STUDY MATERIAL —
————————

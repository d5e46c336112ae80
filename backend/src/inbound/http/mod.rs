//! HTTP inbound adapter exposing the REST endpoints.

pub mod auth;
pub mod books;
pub mod error;
pub mod health;
pub mod movies;
pub mod paintings;
pub mod session;
pub mod state;

pub use error::ApiResult;
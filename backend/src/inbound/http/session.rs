//! Session helpers to keep HTTP handlers free of framework-specific logic.
//!
//! A thin wrapper around actix sessions so handlers only deal with the
//! caller's role set. Role resolution happens here, before any request
//! reaches the domain services; the services re-check preconditions against
//! the explicit set they are handed.

use actix_session::Session;
use actix_web::{FromRequest, HttpRequest, dev::Payload};
use futures_util::future::LocalBoxFuture;

use crate::domain::{Error, Role, RoleSet};

pub(crate) const ROLES_KEY: &str = "roles";

/// Newtype wrapper exposing higher-level session operations.
#[derive(Clone)]
pub struct SessionContext(Session);

impl SessionContext {
    /// Construct a new wrapper from the underlying actix session.
    pub fn new(session: Session) -> Self {
        Self(session)
    }

    /// Persist the authenticated caller's role set in the session cookie.
    pub fn persist_roles(&self, roles: &RoleSet) -> Result<(), Error> {
        self.0
            .insert(ROLES_KEY, roles)
            .map_err(|error| Error::internal(format!("failed to persist session: {error}")))
    }

    /// Resolve the caller's role set. Anonymous or tampered sessions yield
    /// the empty set and fail the services' preconditions downstream.
    pub fn caller(&self) -> Result<RoleSet, Error> {
        let roles = self
            .0
            .get::<Vec<Role>>(ROLES_KEY)
            .map_err(|error| {
                tracing::warn!("unreadable role set in session cookie: {error}");
                error
            })
            .unwrap_or_default();
        Ok(roles.map_or_else(RoleSet::anonymous, RoleSet::from_roles))
    }

    /// Drop the session, ending any authenticated state.
    pub fn clear(&self) {
        self.0.purge();
    }
}

impl FromRequest for SessionContext {
    type Error = actix_web::Error;
    type Future = LocalBoxFuture<'static, Result<Self, Self::Error>>;

    fn from_request(req: &HttpRequest, payload: &mut Payload) -> Self::Future {
        let fut = Session::from_request(req, payload);
        Box::pin(async move { fut.await.map(SessionContext::new) })
    }
}
//! In-memory note-taking library
//!
//! This library provides a notebook registry for creating, listing,
//! filtering, tagging and deleting short notes, plus the interactive CLI
//! shell layered on top of it.

mod cli;
mod config;
mod errors;
mod note;
mod notebook;
mod types;

// Re-export key components
pub use cli::*;
pub use config::*;
pub use errors::*;
pub use note::*;
pub use notebook::*;
pub use types::*;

————————

TASK TO CARRY OUT —
Every entry shown above is to be written out exactly.

WRITTEN ANSWER —
repository d5e46c336112ae80
filename backend/src/inbound/http/mod.rs
//! HTTP inbound adapter exposing the REST endpoints.

pub mod auth;
pub mod books;
pub mod error;
pub mod health;
pub mod movies;
pub mod paintings;
pub mod session;
pub mod state;

pub use error::ApiResult;
filename backend/src/inbound/http/session.rs
//! Session helpers to keep HTTP handlers free of framework-specific logic.
//!
//! A thin wrapper around actix sessions so handlers only deal with the
//! caller's role set. Role resolution happens here, before any request
//! reaches the domain services; the services re-check preconditions against
//! the explicit set they are handed.

use actix_session::Session;
use actix_web::{FromRequest, HttpRequest, dev::Payload};
use futures_util::future::LocalBoxFuture;

use crate::domain::{Error, Role, RoleSet};

pub(crate) const ROLES_KEY: &str = "roles";

/// Newtype wrapper exposing higher-level session operations.
#[derive(Clone)]
pub struct SessionContext(Session);

impl SessionContext {
    /// Construct a new wrapper from the underlying actix session.
    pub fn new(session: Session) -> Self {
        Self(session)
    }

    /// Persist the authenticated caller's role set in the session cookie.
    pub fn persist_roles(&self, roles: &RoleSet) -> Result<(), Error> {
        self.0
            .insert(ROLES_KEY, roles)
            .map_err(|error| Error::internal(format!("failed to persist session: {error}")))
    }

    /// Resolve the caller's role set. Anonymous or tampered sessions yield
    /// the empty set and fail the services' preconditions downstream.
    pub fn caller(&self) -> Result<RoleSet, Error> {
        let roles = self
            .0
            .get::<Vec<Role>>(ROLES_KEY)
            .map_err(|error| {
                tracing::warn!("unreadable role set in session cookie: {error}");
                error
            })
            .unwrap_or_default();
        Ok(roles.map_or_else(RoleSet::anonymous, RoleSet::from_roles))
    }

    /// Drop the session, ending any authenticated state.
    pub fn clear(&self) {
        self.0.purge();
    }
}

impl FromRequest for SessionContext {
    type Error = actix_web::Error;
    type Future = LocalBoxFuture<'static, Result<Self, Self::Error>>;

    fn from_request(req: &HttpRequest, payload: &mut Payload) -> Self::Future {
        let fut = Session::from_request(req, payload);
        Box::pin(async move { fut.await.map(SessionContext::new) })
    }
}
//! In-memory note-taking library
//!
//! This library provides a notebook registry for creating, listing,
//! filtering, tagging and deleting short notes, plus the interactive CLI
//! shell layered on top of it.

mod cli;
mod config;
mod errors;
mod note;
mod notebook;
mod types;

// Re-export key components
pub use cli::*;
pub use config::*;
pub use errors::*;
pub use note::*;
pub use notebook::*;
pub use types::*;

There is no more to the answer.